Saved entries
★ ★ ★ ★ ★ ★ ★

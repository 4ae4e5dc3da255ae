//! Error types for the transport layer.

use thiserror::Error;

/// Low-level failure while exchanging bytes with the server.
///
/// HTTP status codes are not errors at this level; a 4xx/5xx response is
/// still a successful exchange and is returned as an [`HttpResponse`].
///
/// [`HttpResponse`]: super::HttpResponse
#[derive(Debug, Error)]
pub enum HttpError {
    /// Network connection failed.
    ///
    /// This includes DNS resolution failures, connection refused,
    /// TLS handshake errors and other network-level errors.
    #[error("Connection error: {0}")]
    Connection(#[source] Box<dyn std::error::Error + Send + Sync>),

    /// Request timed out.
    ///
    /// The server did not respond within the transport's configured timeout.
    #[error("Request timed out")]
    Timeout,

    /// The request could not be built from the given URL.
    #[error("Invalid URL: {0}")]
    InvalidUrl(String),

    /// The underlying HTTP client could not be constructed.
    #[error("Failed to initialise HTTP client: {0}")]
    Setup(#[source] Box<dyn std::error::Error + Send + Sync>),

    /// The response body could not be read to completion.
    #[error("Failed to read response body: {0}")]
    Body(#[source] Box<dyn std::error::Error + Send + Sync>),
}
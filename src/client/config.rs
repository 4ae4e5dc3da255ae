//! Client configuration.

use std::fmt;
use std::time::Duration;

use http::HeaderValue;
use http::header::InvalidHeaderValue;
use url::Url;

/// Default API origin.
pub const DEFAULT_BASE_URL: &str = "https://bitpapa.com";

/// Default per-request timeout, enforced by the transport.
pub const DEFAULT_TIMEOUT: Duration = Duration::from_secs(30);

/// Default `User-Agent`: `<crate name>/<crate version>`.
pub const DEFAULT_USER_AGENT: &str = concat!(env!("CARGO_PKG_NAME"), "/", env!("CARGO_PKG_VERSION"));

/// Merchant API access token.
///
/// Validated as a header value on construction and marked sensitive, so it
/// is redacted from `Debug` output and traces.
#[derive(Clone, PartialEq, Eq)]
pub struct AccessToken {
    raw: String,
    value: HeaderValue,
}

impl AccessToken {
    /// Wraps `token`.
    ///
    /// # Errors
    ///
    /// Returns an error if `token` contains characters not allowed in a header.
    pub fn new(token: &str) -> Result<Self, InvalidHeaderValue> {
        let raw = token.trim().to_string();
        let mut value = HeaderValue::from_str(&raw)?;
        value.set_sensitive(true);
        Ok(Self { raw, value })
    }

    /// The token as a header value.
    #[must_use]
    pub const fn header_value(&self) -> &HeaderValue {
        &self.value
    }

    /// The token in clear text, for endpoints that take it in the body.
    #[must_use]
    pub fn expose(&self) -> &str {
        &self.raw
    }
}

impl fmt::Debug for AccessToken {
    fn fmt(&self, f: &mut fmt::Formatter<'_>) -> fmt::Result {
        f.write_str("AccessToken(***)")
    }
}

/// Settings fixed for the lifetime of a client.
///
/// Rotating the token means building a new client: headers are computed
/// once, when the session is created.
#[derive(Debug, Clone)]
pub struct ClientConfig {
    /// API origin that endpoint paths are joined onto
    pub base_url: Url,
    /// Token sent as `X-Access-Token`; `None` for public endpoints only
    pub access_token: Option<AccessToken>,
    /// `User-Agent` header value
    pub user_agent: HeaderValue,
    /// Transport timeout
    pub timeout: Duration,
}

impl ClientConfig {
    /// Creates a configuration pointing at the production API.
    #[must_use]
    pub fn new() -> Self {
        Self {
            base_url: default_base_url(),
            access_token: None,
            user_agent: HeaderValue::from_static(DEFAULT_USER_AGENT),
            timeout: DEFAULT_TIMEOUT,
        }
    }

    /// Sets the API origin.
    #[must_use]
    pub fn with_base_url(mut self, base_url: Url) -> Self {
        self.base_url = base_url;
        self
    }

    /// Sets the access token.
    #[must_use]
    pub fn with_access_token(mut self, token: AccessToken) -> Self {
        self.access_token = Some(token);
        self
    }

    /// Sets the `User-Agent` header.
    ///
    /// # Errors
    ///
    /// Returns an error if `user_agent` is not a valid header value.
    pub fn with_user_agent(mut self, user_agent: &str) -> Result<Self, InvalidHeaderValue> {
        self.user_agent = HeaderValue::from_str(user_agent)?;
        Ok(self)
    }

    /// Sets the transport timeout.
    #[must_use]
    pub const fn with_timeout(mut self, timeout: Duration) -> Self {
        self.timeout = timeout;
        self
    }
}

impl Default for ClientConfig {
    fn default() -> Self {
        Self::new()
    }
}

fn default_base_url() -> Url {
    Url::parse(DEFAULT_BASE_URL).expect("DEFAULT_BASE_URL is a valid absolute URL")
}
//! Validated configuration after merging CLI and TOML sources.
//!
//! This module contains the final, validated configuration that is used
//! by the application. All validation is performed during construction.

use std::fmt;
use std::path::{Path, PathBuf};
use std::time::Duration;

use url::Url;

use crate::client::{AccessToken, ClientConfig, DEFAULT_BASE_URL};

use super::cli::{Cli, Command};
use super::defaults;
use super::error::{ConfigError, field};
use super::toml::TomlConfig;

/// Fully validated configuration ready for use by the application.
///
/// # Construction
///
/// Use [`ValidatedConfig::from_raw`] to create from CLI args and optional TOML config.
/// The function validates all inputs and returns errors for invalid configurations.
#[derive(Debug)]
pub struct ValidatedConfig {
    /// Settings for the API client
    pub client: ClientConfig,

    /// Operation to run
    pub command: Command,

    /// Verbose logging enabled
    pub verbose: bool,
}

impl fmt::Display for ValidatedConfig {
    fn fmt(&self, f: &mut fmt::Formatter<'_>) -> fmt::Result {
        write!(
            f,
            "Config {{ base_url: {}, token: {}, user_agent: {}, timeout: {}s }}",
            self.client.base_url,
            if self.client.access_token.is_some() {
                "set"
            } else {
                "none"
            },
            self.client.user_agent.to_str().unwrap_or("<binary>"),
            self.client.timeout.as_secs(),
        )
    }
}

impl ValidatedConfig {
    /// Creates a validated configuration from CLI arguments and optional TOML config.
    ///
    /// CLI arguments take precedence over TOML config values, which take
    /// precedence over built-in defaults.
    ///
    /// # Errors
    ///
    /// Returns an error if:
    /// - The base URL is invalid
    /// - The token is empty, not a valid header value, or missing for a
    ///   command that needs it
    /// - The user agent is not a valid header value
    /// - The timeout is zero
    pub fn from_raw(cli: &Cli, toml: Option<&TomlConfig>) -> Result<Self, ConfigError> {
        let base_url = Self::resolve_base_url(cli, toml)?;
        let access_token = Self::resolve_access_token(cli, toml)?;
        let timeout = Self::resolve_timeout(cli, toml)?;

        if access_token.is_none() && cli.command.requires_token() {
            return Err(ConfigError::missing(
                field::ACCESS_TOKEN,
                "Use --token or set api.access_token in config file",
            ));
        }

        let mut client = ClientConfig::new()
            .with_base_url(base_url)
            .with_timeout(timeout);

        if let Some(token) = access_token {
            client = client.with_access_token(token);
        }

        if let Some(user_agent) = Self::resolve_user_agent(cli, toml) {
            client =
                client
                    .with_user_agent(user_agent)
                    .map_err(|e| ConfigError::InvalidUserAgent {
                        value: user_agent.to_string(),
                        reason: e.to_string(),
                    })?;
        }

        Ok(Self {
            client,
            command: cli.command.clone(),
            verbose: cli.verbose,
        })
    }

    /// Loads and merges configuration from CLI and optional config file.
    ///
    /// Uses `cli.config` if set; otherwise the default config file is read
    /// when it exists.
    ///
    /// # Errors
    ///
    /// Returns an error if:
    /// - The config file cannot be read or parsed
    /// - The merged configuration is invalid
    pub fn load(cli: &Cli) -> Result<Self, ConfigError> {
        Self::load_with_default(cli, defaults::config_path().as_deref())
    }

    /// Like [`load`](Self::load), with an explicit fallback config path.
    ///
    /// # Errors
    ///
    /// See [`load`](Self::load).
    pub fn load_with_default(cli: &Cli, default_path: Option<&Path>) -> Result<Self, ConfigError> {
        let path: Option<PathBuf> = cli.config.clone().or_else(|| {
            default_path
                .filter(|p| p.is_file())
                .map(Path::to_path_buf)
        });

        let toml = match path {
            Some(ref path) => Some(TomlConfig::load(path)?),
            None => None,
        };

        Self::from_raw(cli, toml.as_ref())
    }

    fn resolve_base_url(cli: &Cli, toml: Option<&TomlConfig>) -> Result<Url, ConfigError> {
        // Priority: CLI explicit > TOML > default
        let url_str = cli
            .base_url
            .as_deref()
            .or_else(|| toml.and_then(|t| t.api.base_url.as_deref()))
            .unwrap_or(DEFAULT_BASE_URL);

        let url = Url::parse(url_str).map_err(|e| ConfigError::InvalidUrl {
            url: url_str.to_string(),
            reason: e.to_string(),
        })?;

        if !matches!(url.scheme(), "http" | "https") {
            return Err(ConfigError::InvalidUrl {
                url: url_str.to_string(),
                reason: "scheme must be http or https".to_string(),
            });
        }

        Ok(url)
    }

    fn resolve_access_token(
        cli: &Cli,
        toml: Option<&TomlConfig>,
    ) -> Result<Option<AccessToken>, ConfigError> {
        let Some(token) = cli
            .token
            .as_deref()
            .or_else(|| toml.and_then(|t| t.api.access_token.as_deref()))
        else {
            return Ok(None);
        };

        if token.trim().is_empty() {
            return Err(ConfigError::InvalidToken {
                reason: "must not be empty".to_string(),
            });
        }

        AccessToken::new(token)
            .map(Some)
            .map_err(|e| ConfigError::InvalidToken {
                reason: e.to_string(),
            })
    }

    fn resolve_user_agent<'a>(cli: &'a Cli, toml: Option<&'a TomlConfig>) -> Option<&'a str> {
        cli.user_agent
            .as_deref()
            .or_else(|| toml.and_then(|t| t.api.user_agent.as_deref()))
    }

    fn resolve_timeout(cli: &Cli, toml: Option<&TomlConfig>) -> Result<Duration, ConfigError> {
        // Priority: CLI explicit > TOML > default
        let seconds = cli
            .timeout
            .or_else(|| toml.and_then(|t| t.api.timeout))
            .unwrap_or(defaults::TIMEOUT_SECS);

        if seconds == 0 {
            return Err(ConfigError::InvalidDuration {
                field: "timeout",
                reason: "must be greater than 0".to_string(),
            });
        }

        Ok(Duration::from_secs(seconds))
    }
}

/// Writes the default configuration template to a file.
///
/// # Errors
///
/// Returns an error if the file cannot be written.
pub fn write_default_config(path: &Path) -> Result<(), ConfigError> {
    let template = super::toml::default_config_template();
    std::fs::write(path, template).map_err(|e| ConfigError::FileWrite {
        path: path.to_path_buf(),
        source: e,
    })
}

★ ★ ★ ★ ★ ★ ★

Work to be completed: Go through the entries. Report every line that contains the word "trim".

Result for this exercise:
        let raw = token.trim().to_string();
        if token.trim().is_empty() {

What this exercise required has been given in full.